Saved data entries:
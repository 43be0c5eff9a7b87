//! Device class drivers
//!
//! Each driver adds its interfaces and pipes to a configuration of a
//! [`Device`](crate::device::Device), answers its class requests, and moves
//! data with synchronous pipe calls. Build them before
//! [`run()`](crate::device::Device::run).

pub mod cdc;
pub mod hid;
pub mod msc;
pub mod printer;
pub mod wcid;

use crate::setup::SetupPacket;
use usb_device::control::{Recipient, RequestType};

/// Is `setup` a class request addressed to `interface`?
fn is_class_request(setup: &SetupPacket, interface: u8) -> bool {
    setup.request_kind() == RequestType::Class
        && setup.recipient() == Recipient::Interface
        && setup.index as u8 == interface
}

**TASK BRIEF**
Keeping every word as it is, repeat all of the records.

**ANSWER SPACE**
repository 43be0c5eff9a7b87
//! Device class drivers
//!
//! Each driver adds its interfaces and pipes to a configuration of a
//! [`Device`](crate::device::Device), answers its class requests, and moves
//! data with synchronous pipe calls. Build them before
//! [`run()`](crate::device::Device::run).

pub mod cdc;
pub mod hid;
pub mod msc;
pub mod printer;
pub mod wcid;

use crate::setup::SetupPacket;
use usb_device::control::{Recipient, RequestType};

/// Is `setup` a class request addressed to `interface`?
fn is_class_request(setup: &SetupPacket, interface: u8) -> bool {
    setup.request_kind() == RequestType::Class
        && setup.recipient() == Recipient::Interface
        && setup.index as u8 == interface
}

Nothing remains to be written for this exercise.